Nem todos se lembram, mas o Junior de Barranquilla esteve presente na Copa Libertadores de 2017. Foi mero figurante, derrotado pelo Atlético Tucumán na terceira fase preliminar e redirecionado à Copa Sul-Americana. Durante os últimos meses, porém, os Tiburones atravessaram uma revolução. Passaram a investir de maneira muito mais sistemática no mercado e chegaram à semifinal do torneio secundário da Conmebol. Agora, enfim, ganham uma chance no principal palco do continente. Passando por desafios duríssimos nas etapas classificatórias, o clube colombiano entra respaldado na fase de grupos.

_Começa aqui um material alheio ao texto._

//! Shared state for a running development server.
//!
//! Tracks connected Server-Sent Events clients and fans reload events out to
//! them. Uses parking_lot locks; no lock is held across an await.

use std::collections::HashMap;
use std::path::{Path, PathBuf};
use std::sync::Arc;

use parking_lot::RwLock;
use tokio::sync::mpsc;

use crate::dev::DevEvent;
use crate::ui;

/// Per-client queue depth. A client this far behind misses events instead of
/// stalling the broadcaster.
const CLIENT_BUFFER: usize = 100;

/// Connected SSE clients by id.
pub type ClientRegistry = Arc<RwLock<HashMap<usize, mpsc::Sender<String>>>>;

pub struct DevServerState {
    pub clients: ClientRegistry,
    pub next_client_id: RwLock<usize>,
    /// Project root; reload paths are logged relative to it.
    pub root: PathBuf,
}

impl DevServerState {
    pub fn new(root: PathBuf) -> Self {
        Self {
            clients: Arc::new(RwLock::new(HashMap::new())),
            next_client_id: RwLock::new(0),
            root,
        }
    }

    /// Register a new SSE client, returning its id and event receiver.
    pub fn register_client(&self) -> (usize, mpsc::Receiver<String>) {
        let id = {
            let mut next_id = self.next_client_id.write();
            let id = *next_id;
            *next_id += 1;
            id
        };

        let (tx, rx) = mpsc::channel(CLIENT_BUFFER);
        self.clients.write().insert(id, tx);

        (id, rx)
    }

    pub fn unregister_client(&self, id: usize) {
        self.clients.write().remove(&id);
    }

    /// Send an event to every connected client without waiting.
    ///
    /// Clients whose receiver is gone are pruned. Returns the number of
    /// clients the event was queued for.
    pub fn broadcast(&self, event: &DevEvent) -> usize {
        let json = match serde_json::to_string(event) {
            Ok(json) => json,
            Err(e) => {
                tracing::warn!("failed to encode dev event: {e}");
                return 0;
            }
        };

        let clients = self.clients.read().clone();
        let mut delivered = 0;
        let mut closed = Vec::new();

        for (id, tx) in clients {
            match tx.try_send(json.clone()) {
                Ok(()) => delivered += 1,
                Err(mpsc::error::TrySendError::Full(_)) => {
                    tracing::debug!("client {id} is lagging, dropping event");
                }
                Err(mpsc::error::TrySendError::Closed(_)) => closed.push(id),
            }
        }

        for id in closed {
            self.unregister_client(id);
        }

        delivered
    }

    /// Ask every client for a full page reload and log it.
    ///
    /// `path` names what changed; absolute paths are shown relative to the
    /// project root and `None` is shown as `*`.
    pub fn full_reload(&self, path: Option<&str>) {
        let shown = match path {
            Some(p) => ui::relative_display(Path::new(p), &self.root),
            None => "*".to_string(),
        };

        self.broadcast(&DevEvent::FullReload {
            path: "*".to_string(),
        });
        tracing::info!("page reload {shown}");
    }

    pub fn client_count(&self) -> usize {
        self.clients.read().len()
    }

    /// Drop every client sender, ending their event streams.
    pub fn disconnect_all(&self) {
        self.clients.write().clear();
    }
}

pub type SharedState = Arc<DevServerState>;

#[cfg(test)]
mod tests {
    use super::*;

    #[test]
    fn registration_assigns_distinct_ids() {
        let state = DevServerState::new(PathBuf::from("/site"));

        let (id1, _rx1) = state.register_client();
        let (id2, _rx2) = state.register_client();
        assert_ne!(id1, id2);
        assert_eq!(state.client_count(), 2);

        state.unregister_client(id1);
        assert_eq!(state.client_count(), 1);
    }

    #[tokio::test]
    async fn broadcast_reaches_every_client() {
        let state = DevServerState::new(PathBuf::from("/site"));
        let (_, mut rx1) = state.register_client();
        let (_, mut rx2) = state.register_client();

        state.full_reload(Some("/site/public/assets/app.js"));

        let expected = r#"{"type":"full-reload","path":"*"}"#;
        assert_eq!(rx1.recv().await.as_deref(), Some(expected));
        assert_eq!(rx2.recv().await.as_deref(), Some(expected));
    }

    #[test]
    fn broadcast_prunes_closed_clients() {
        let state = DevServerState::new(PathBuf::from("/site"));
        let (_, rx) = state.register_client();
        let (_, _keep) = state.register_client();
        drop(rx);

        let delivered = state.broadcast(&DevEvent::Connected { id: 7 });
        assert_eq!(delivered, 1);
        assert_eq!(state.client_count(), 1);
    }

    #[test]
    fn full_reload_without_clients_is_harmless() {
        let state = DevServerState::new(PathBuf::from("/site"));
        state.full_reload(None);
        assert_eq!(state.client_count(), 0);
    }
}
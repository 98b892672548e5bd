//! `styles:build`: process every top-level stylesheet with lightningcss.
//!
//! The `styles.postcss` list selects the transforms:
//!
//! - `import` inlines `@import` rules through the lightningcss bundler
//! - `nesting` always lowers nested rules
//! - `autoprefixer` adds vendor prefixes for `styles.targets`

use std::fs;
use std::path::{Path, PathBuf};

use lightningcss::{
    bundler::{Bundler, FileProvider},
    printer::PrinterOptions,
    stylesheet::{MinifyOptions, ParserOptions, StyleSheet},
    targets::{Browsers, Features, Targets},
};
use weld_config::{SiteConfig, StylePlugin, StylesOptions};

use crate::error::{BuildError, Result};
use crate::steps::writer::{OutputFile, write_outputs};
use crate::steps::{list_sources, output_name, source_dir};

pub const STYLE_EXTENSIONS: &[&str] = &["css"];

/// Process `input.styles/*.css` into `output.styles/<name>.css`.
pub fn build_styles(config: &SiteConfig) -> Result<Vec<PathBuf>> {
    let Some(input) = source_dir(config, &config.input.styles) else {
        return Ok(Vec::new());
    };
    let sources = list_sources(&input, STYLE_EXTENSIONS)?;
    if sources.is_empty() {
        tracing::debug!("no stylesheets in {}", input.display());
        return Ok(Vec::new());
    }

    let targets = resolve_targets(&config.styles)?;
    let mut files = Vec::with_capacity(sources.len());
    for source in &sources {
        let css = process_stylesheet(source, &config.styles, targets)?;
        files.push(OutputFile::new(output_name(source, "css"), css));
    }

    Ok(write_outputs(&config.resolve(&config.output.styles), &files)?)
}

/// Browser targets implied by the configured plugins.
pub fn resolve_targets(options: &StylesOptions) -> Result<Targets> {
    let browsers = if options.uses(StylePlugin::Autoprefixer) {
        Browsers::from_browserslist(options.targets.iter().map(String::as_str)).map_err(|e| {
            BuildError::Styles {
                file: PathBuf::from("styles.targets"),
                error: e.to_string(),
            }
        })?
    } else {
        None
    };

    let include = if options.uses(StylePlugin::Nesting) {
        Features::Nesting
    } else {
        Features::empty()
    };

    Ok(Targets {
        browsers,
        include,
        ..Default::default()
    })
}

/// Process one stylesheet and return the resulting CSS.
pub fn process_stylesheet(path: &Path, options: &StylesOptions, targets: Targets) -> Result<String> {
    let styles_error = |error: String| BuildError::Styles {
        file: path.to_path_buf(),
        error,
    };

    let provider = FileProvider::new();
    let source;
    let mut stylesheet = if options.uses(StylePlugin::Import) {
        let mut bundler = Bundler::new(&provider, None, ParserOptions::default());
        bundler
            .bundle(path)
            .map_err(|e| styles_error(e.to_string()))?
    } else {
        source = fs::read_to_string(path)?;
        StyleSheet::parse(
            &source,
            ParserOptions {
                filename: path.to_string_lossy().into_owned(),
                ..Default::default()
            },
        )
        .map_err(|e| styles_error(e.to_string()))?
    };

    stylesheet
        .minify(MinifyOptions {
            targets,
            ..Default::default()
        })
        .map_err(|e| styles_error(e.to_string()))?;

    let output = stylesheet
        .to_css(PrinterOptions {
            minify: options.minify,
            targets,
            ..Default::default()
        })
        .map_err(|e| styles_error(e.to_string()))?;

    Ok(output.code)
}
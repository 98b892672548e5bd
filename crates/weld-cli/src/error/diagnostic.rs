//! Conversion from CLI errors to miette reports.

use miette::Report;

use crate::error::{BuildError, CliError};

pub fn cli_error_to_miette(err: CliError) -> Report {
    match err {
        CliError::Build(e) => build_error_to_miette(e),
        CliError::Config(e) => miette::miette!(
            help = "Check weld.toml, weld.config.json or WELD_* environment variables",
            "Configuration error: {}",
            e
        ),
        CliError::Server(msg) => miette::miette!(
            help = "Pick another port with --port or stop the process using it",
            "Server error: {}",
            msg
        ),
        _ => miette::miette!("{}", err),
    }
}

pub fn build_error_to_miette(err: BuildError) -> Report {
    match err {
        BuildError::Styles { file, error } => {
            miette::miette!("Stylesheet error in {}:\n{}", file.display(), error)
        }
        BuildError::Templates { file, error } => {
            miette::miette!("Template error in {}:\n{}", file.display(), error)
        }
        _ => miette::miette!("{}", err),
    }
}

Na segunda etapa preliminar, o Junior protagonizou um dos melhores confrontos da Libertadores até o momento. Foram dois jogos bastante parelhos contra o Olimpia, nos quais os alvirrubros precisaram se superar para buscar a classificação em Barranquilla, após a derrota no Defensores del Chaco. Já na atual etapa, o desafio era o Guaraní, outro time tarimbado no torneio continental durante os últimos anos. Mesmo espremendo o Cacique, os Tiburones conquistaram uma vitória magra na Colômbia, 1 a 0 no placar. Já nesta quinta, confirmaram a passagem ao segurarem o 0 a 0 em Assunção, no qual o goleiro Sebastián Viera foi fundamental.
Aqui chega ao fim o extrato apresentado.